#### [Saved data entries]

▼

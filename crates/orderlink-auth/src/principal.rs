//! The request-scoped authenticated identity.

use std::collections::BTreeSet;

use serde::Serialize;

/// Identity resolved from a validated bearer token.
///
/// Built fresh for every request and dropped with it; never cached.
#[derive(Debug, Clone, PartialEq, Eq, Serialize)]
pub struct Principal {
    pub subject: String,
    pub authorities: BTreeSet<String>,
}

impl Principal {
    pub fn new(subject: impl Into<String>, authorities: BTreeSet<String>) -> Self {
        Self {
            subject: subject.into(),
            authorities,
        }
    }

    /// Build from a comma-separated authority list. Blank entries are dropped.
    pub fn from_claims(subject: impl Into<String>, authorities: Option<&str>) -> Self {
        let authorities = authorities
            .unwrap_or_default()
            .split(',')
            .map(str::trim)
            .filter(|a| !a.is_empty())
            .map(str::to_string)
            .collect();
        Self::new(subject, authorities)
    }

    pub fn subject(&self) -> &str {
        &self.subject
    }

    pub fn has_authority(&self, authority: &str) -> bool {
        self.authorities.contains(authority)
    }

    /// Returns `true` if `owner` names this principal.
    pub fn owns(&self, owner: &str) -> bool {
        self.subject == owner
    }
}

#[cfg(test)]
mod tests {
    use super::*;

    #[test]
    fn test_authorities_parsed_from_claim() {
        let principal = Principal::from_claims("alice", Some("ROLE_USER, ROLE_ADMIN,,"));
        assert_eq!(principal.subject(), "alice");
        assert_eq!(principal.authorities.len(), 2);
        assert!(principal.has_authority("ROLE_ADMIN"));
        assert!(!principal.has_authority(""));
    }

    #[test]
    fn test_absent_authorities_is_empty() {
        let principal = Principal::from_claims("bob", None);
        assert!(principal.authorities.is_empty());
        assert!(principal.owns("bob"));
        assert!(!principal.owns("alice"));
    }
}
//! Entity types stored by orderlink.

use bigdecimal::BigDecimal;
use serde::{Deserialize, Serialize};
use time::OffsetDateTime;
use uuid::Uuid;

use crate::traits::Record;

// ============================================================================
// User
// ============================================================================

/// Postal address, persisted together with its user.
#[derive(Debug, Clone, Default, PartialEq, Eq, Serialize, Deserialize)]
#[serde(rename_all = "camelCase")]
pub struct Address {
    #[serde(default)]
    pub street: String,
    #[serde(default)]
    pub city: String,
    #[serde(default)]
    pub state: String,
    #[serde(default)]
    pub zip_code: String,
}

/// A registered user profile.
#[derive(Debug, Clone, PartialEq, Eq, Serialize, Deserialize)]
#[serde(rename_all = "camelCase")]
pub struct User {
    pub id: i64,
    pub username: String,
    pub email: String,
    /// Argon2 PHC string. Never serialized into responses.
    #[serde(skip_serializing, default)]
    pub password_hash: String,
    #[serde(default)]
    pub address: Address,
}

impl Record for User {
    type Id = i64;
    const KIND: &'static str = "User";

    fn id(&self) -> &i64 {
        &self.id
    }

    fn owner(&self) -> &str {
        &self.username
    }

    fn unique_fields(&self) -> Vec<(&'static str, String)> {
        vec![
            ("username", self.username.clone()),
            ("email", self.email.clone()),
        ]
    }
}

// ============================================================================
// Order
// ============================================================================

/// An order placed by a user.
///
/// `owner` is the username of the principal that created the order and is
/// the subject key for fan-out; `customer_name` is the denormalized copy of
/// the owner's name that upstream profile changes propagate into.
#[derive(Debug, Clone, PartialEq, Eq, Serialize, Deserialize)]
#[serde(rename_all = "camelCase")]
pub struct Order {
    pub id: Uuid,
    #[serde(rename = "username")]
    pub owner: String,
    pub customer_name: String,
    #[serde(default)]
    pub product_ids: Vec<String>,
    pub total_amount: BigDecimal,
    #[serde(with = "time::serde::rfc3339")]
    pub order_date: OffsetDateTime,
}

impl Record for Order {
    type Id = Uuid;
    const KIND: &'static str = "Order";

    fn id(&self) -> &Uuid {
        &self.id
    }

    fn owner(&self) -> &str {
        &self.owner
    }
}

▲

#### [PROBLEM DESCRIPTION]
Where does the word "BigDecimal" occur in the records? Return every line that holds it.

#### [OUTPUT BELOW]
use bigdecimal::BigDecimal;
    pub total_amount: BigDecimal,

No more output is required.